[Bug]: Duplicate entries for real time group select #7439

TimWeFabricate · 2024-11-13T16:24:18Z

What type of bug is this?

Incorrect result

What subsystems and features are affected?

Query executor, Query planner

What happened?

For the current year with real time enabled on my Materialized view I get duplicates on the grouping index.

The year 2024 is in there twice.

This happened on 2 servers for only 1 of the 2 types of logs and only on year level (Month and lower aggregates have no issues).

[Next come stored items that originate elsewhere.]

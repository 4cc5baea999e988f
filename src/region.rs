//! Backing memory handles.
//!
//! A [`Region`] is a raw view of caller-owned bytes, typically an mmap'd
//! shared segment. [`HeapRegion`] owns a zeroed heap allocation and hands out
//! regions over it.

use std::alloc::{self, Layout};
use std::mem::{align_of, size_of};
use std::ptr::NonNull;

/// Alignment of [`HeapRegion`] allocations (one cache line).
pub const REGION_ALIGN: usize = 64;

/// A raw, copyable view of a byte region.
///
/// The region does not own its memory. Whoever built it with
/// [`Region::from_raw`] guarantees the memory stays valid for as long as the
/// region is used.
#[derive(Debug, Clone, Copy)]
pub struct Region {
    base: *mut u8,
    len: usize,
}

unsafe impl Send for Region {}
unsafe impl Sync for Region {}

impl Region {
    /// Builds a region over `len` bytes at `base`.
    ///
    /// # Safety
    ///
    /// `base` must be valid for reads and writes of `len` bytes for as long
    /// as the region or any copy of it is used, and the memory must only be
    /// accessed through ring buffer operations while a ring uses it.
    pub unsafe fn from_raw(base: *mut u8, len: usize) -> Self {
        Self { base, len }
    }

    /// Length in bytes.
    #[inline]
    pub fn len(&self) -> usize {
        self.len
    }

    /// Returns true if the region has no bytes.
    #[inline]
    pub fn is_empty(&self) -> bool {
        self.len == 0
    }

    /// Base address of the region.
    #[inline]
    pub fn as_ptr(&self) -> *mut u8 {
        self.base
    }

    /// Returns a pointer `offset` bytes into the region.
    ///
    /// # Safety
    ///
    /// `offset` must be within the region.
    #[inline]
    pub(crate) unsafe fn offset(&self, offset: usize) -> *mut u8 {
        debug_assert!(offset <= self.len, "offset {offset} outside region");
        unsafe { self.base.add(offset) }
    }

    /// Returns true if a `T` fits at `offset` with correct alignment.
    pub(crate) fn fits<T>(&self, offset: usize) -> bool {
        let addr = (self.base as usize).wrapping_add(offset);
        addr % align_of::<T>() == 0
            && offset
                .checked_add(size_of::<T>())
                .is_some_and(|end| end <= self.len)
    }

    /// Reinterprets the bytes at `offset` as a `T`.
    ///
    /// # Safety
    ///
    /// The bytes at `offset` must hold a valid, initialized `T`, suitably
    /// aligned, and must not be mutated non-atomically while the reference
    /// lives.
    #[inline]
    pub unsafe fn get<'a, T>(&self, offset: usize) -> &'a T {
        debug_assert!(self.fits::<T>(offset));
        unsafe { &*(self.offset(offset) as *const T) }
    }
}

/// An owned, zeroed, cache-line aligned heap allocation.
#[derive(Debug)]
pub struct HeapRegion {
    ptr: NonNull<u8>,
    layout: Layout,
}

unsafe impl Send for HeapRegion {}
unsafe impl Sync for HeapRegion {}

impl HeapRegion {
    /// Allocates `len` zeroed bytes.
    ///
    /// # Panics
    /// Panics if `len` is zero or too large for a valid layout, and aborts
    /// through the global allocation error handler on allocation failure.
    pub fn new_zeroed(len: usize) -> Self {
        assert!(len > 0, "region length must be non-zero");
        let layout = Layout::from_size_align(len, REGION_ALIGN).expect("invalid region layout");
        // SAFETY: layout has non-zero size.
        let raw = unsafe { alloc::alloc_zeroed(layout) };
        let Some(ptr) = NonNull::new(raw) else {
            alloc::handle_alloc_error(layout);
        };
        Self { ptr, layout }
    }

    /// Returns a region over the whole allocation.
    ///
    /// The region must not be used after this `HeapRegion` is dropped.
    pub fn region(&self) -> Region {
        // SAFETY: the allocation is live and `layout.size()` bytes long.
        unsafe { Region::from_raw(self.ptr.as_ptr(), self.layout.size()) }
    }

    /// Length in bytes.
    pub fn len(&self) -> usize {
        self.layout.size()
    }

    /// Always false; allocations are non-empty.
    pub fn is_empty(&self) -> bool {
        self.layout.size() == 0
    }
}

impl Drop for HeapRegion {
    fn drop(&mut self) {
        // SAFETY: allocated in `new_zeroed` with the same layout.
        unsafe { alloc::dealloc(self.ptr.as_ptr(), self.layout) };
    }
}
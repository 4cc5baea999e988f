//! Record framing inside the backing region.
//!
//! ```text
//! position p (8-aligned)
//! +----------------------+---------------------------+---------+
//! | header (u64, atomic) | payload (len bytes)       | pad → 8 |
//! +----------------------+---------------------------+---------+
//! header: bits 0..32 len | bit 62 PUBLISHED | bit 63 CONSUMED
//! ```
//!
//! Positions are monotonically increasing; `p % capacity` is the offset. The
//! capacity is a multiple of 8, so a header never straddles the end of the
//! region. Payload bytes may, and continue at offset 0.

use std::ptr;
use std::sync::atomic::AtomicU64 as HeaderWord;

use crate::region::Region;

/// Size of the record header in bytes.
pub const HEADER_LEN: usize = 8;

/// Every record starts on a multiple of this.
pub const RECORD_ALIGN: usize = 8;

/// Smallest capacity a ring accepts: one header plus one aligned word.
pub const MIN_CAPACITY: u64 = 16;

pub(crate) const PUBLISHED: u64 = 1 << 62;
pub(crate) const CONSUMED: u64 = 1 << 63;
const LEN_MASK: u64 = u32::MAX as u64;

/// Total bytes a record of `payload_len` occupies in the ring.
#[inline]
pub const fn frame_len(payload_len: usize) -> usize {
    align_up(HEADER_LEN + payload_len, RECORD_ALIGN)
}

#[inline]
pub(crate) const fn align_up(value: usize, align: usize) -> usize {
    (value + (align - 1)) & !(align - 1)
}

#[inline]
pub(crate) fn encode_header(len: usize) -> u64 {
    debug_assert!(len as u64 <= LEN_MASK);
    PUBLISHED | len as u64
}

/// Extracts the payload length from a published header.
#[inline]
pub(crate) fn header_len(word: u64) -> Option<usize> {
    (word & PUBLISHED != 0).then_some((word & LEN_MASK) as usize)
}

/// Physical layout of a record within a region of `capacity` bytes.
#[derive(Debug, Clone, Copy, PartialEq, Eq)]
pub(crate) struct Span {
    /// Offset of the header.
    pub header: usize,
    /// Offset of the first payload byte.
    pub payload: usize,
    /// Payload bytes before the end of the region.
    pub first: usize,
    /// Payload bytes continuing from offset 0.
    pub second: usize,
}

impl Span {
    pub(crate) fn new(capacity: u64, position: u64, len: usize) -> Self {
        let header = (position % capacity) as usize;
        let capacity = capacity as usize;
        debug_assert!(header + HEADER_LEN <= capacity);
        let payload = (header + HEADER_LEN) % capacity;
        let first = len.min(capacity - payload);
        Self {
            header,
            payload,
            first,
            second: len - first,
        }
    }

    #[inline]
    pub(crate) fn is_split(&self) -> bool {
        self.second > 0
    }
}

/// Returns the header word for the record at `offset`.
///
/// # Safety
///
/// `offset` must be 8-aligned and at most `region.len() - 8`, and the region
/// base must be 8-aligned.
#[inline]
pub(crate) unsafe fn header_at(region: &Region, offset: usize) -> &HeaderWord {
    unsafe { HeaderWord::from_ptr(region.offset(offset) as *mut u64) }
}

/// Copies `payload` into the region at `span`.
///
/// # Safety
///
/// The caller must hold the reservation covering `span`.
pub(crate) unsafe fn write_payload(region: &Region, span: Span, payload: &[u8]) {
    debug_assert_eq!(span.first + span.second, payload.len());
    unsafe {
        ptr::copy_nonoverlapping(payload.as_ptr(), region.offset(span.payload), span.first);
        if span.is_split() {
            ptr::copy_nonoverlapping(
                payload.as_ptr().add(span.first),
                region.offset(0),
                span.second,
            );
        }
    }
}

/// Copies the payload at `span` into the front of `out`.
///
/// # Safety
///
/// The caller must hold the claim covering `span`, and `out` must be at
/// least as long as the payload.
pub(crate) unsafe fn read_payload(region: &Region, span: Span, out: &mut [u8]) {
    debug_assert!(out.len() >= span.first + span.second);
    unsafe {
        ptr::copy_nonoverlapping(region.offset(span.payload), out.as_mut_ptr(), span.first);
        if span.is_split() {
            ptr::copy_nonoverlapping(
                region.offset(0),
                out.as_mut_ptr().add(span.first),
                span.second,
            );
        }
    }
}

Code for creating the VIEW:
CREATE MATERIALIZED VIEW "YearlyEnergyResult" WITH (timescaledb.continuous, timescaledb.create_group_indexes=true, timescaledb.materialized_only = false) AS SELECT "MonthlyEnergyResult"."HeatPumpId", time_bucket('1 year'::interval, "MonthlyEnergyResult"."MonthBucket") AS "YearBucket", sum("MonthlyEnergyResult"."TotalEInHeating") AS "TotalEInHeating", sum("MonthlyEnergyResult"."TotalEInDhw") AS "TotalEInDhw", sum("MonthlyEnergyResult"."TotalEInHeatingDefrost") AS "TotalEInHeatingDefrost", sum("MonthlyEnergyResult"."TotalEInCooling") AS "TotalEInCooling", sum("MonthlyEnergyResult"."TotalEInDhwDefrost") AS "TotalEInDhwDefrost", sum("MonthlyEnergyResult"."TotalEOutHeating") AS "TotalEOutHeating", sum("MonthlyEnergyResult"."TotalEOutDhw") AS "TotalEOutDhw", sum("MonthlyEnergyResult"."TotalEOutHeatingDefrost") AS "TotalEOutHeatingDefrost", sum("MonthlyEnergyResult"."TotalEOutDhwDefrost") AS "TotalEOutDhwDefrost", sum("MonthlyEnergyResult"."TotalEOutCooling") AS "TotalEOutCooling", avg("MonthlyEnergyResult"."AveragePowerEInHeating") AS "AveragePowerEInHeating", avg("MonthlyEnergyResult"."AveragePowerEInDhw") AS "AveragePowerEInDhw", avg("MonthlyEnergyResult"."AveragePowerEInHeatingDefrost") AS "AveragePowerEInHeatingDefrost", avg("MonthlyEnergyResult"."AveragePowerEInCooling") AS "AveragePowerEInCooling", avg("MonthlyEnergyResult"."AveragePowerEInDhwDefrost") AS "AveragePowerEInDhwDefrost", avg("MonthlyEnergyResult"."AveragePowerEOutHeating") AS "AveragePowerEOutHeating", avg("MonthlyEnergyResult"."AveragePowerEOutDhw") AS "AveragePowerEOutDhw", avg("MonthlyEnergyResult"."AveragePowerEOutHeatingDefrost") AS "AveragePowerEOutHeatingDefrost", avg("MonthlyEnergyResult"."AveragePowerEOutDhwDefrost") AS "AveragePowerEOutDhwDefrost", avg("MonthlyEnergyResult"."AveragePowerEOutCooling") AS "AveragePowerEOutCooling" FROM "MonthlyEnergyResult" GROUP BY "MonthlyEnergyResult"."HeatPumpId", (time_bucket('1 year'::interval, "MonthlyEnergyResult"."MonthBucket"));

Notes:

Only containment I found was turning off real time querying (the query planner showed me that is where the extra column came from).
The values for the extra row are not explainable if I look at the month logs.
If I delete the entire view and recreate it again the duplicate persists.
If I alter the view to timescaledb.materialized_only = true and then back to false get a weird duplicate case:
It goes to this date. Again I cannot see anything in hyper table or month view for any duplicates

Now the issue is specifically for this date, it does not have any significance I could discover with regards to using the aggregate.
Other levels of logging are Hour, Day, Week, Month, Year
There is also another one that aggregates from Minutes up to Years that does not have any duplicates. So it is only for 1 of the 2 year tables.
The issue does appear in 2 our servers.

I really don't get how the index of the Group By can even be violated hence this bug report. I am really curious what the problem is here.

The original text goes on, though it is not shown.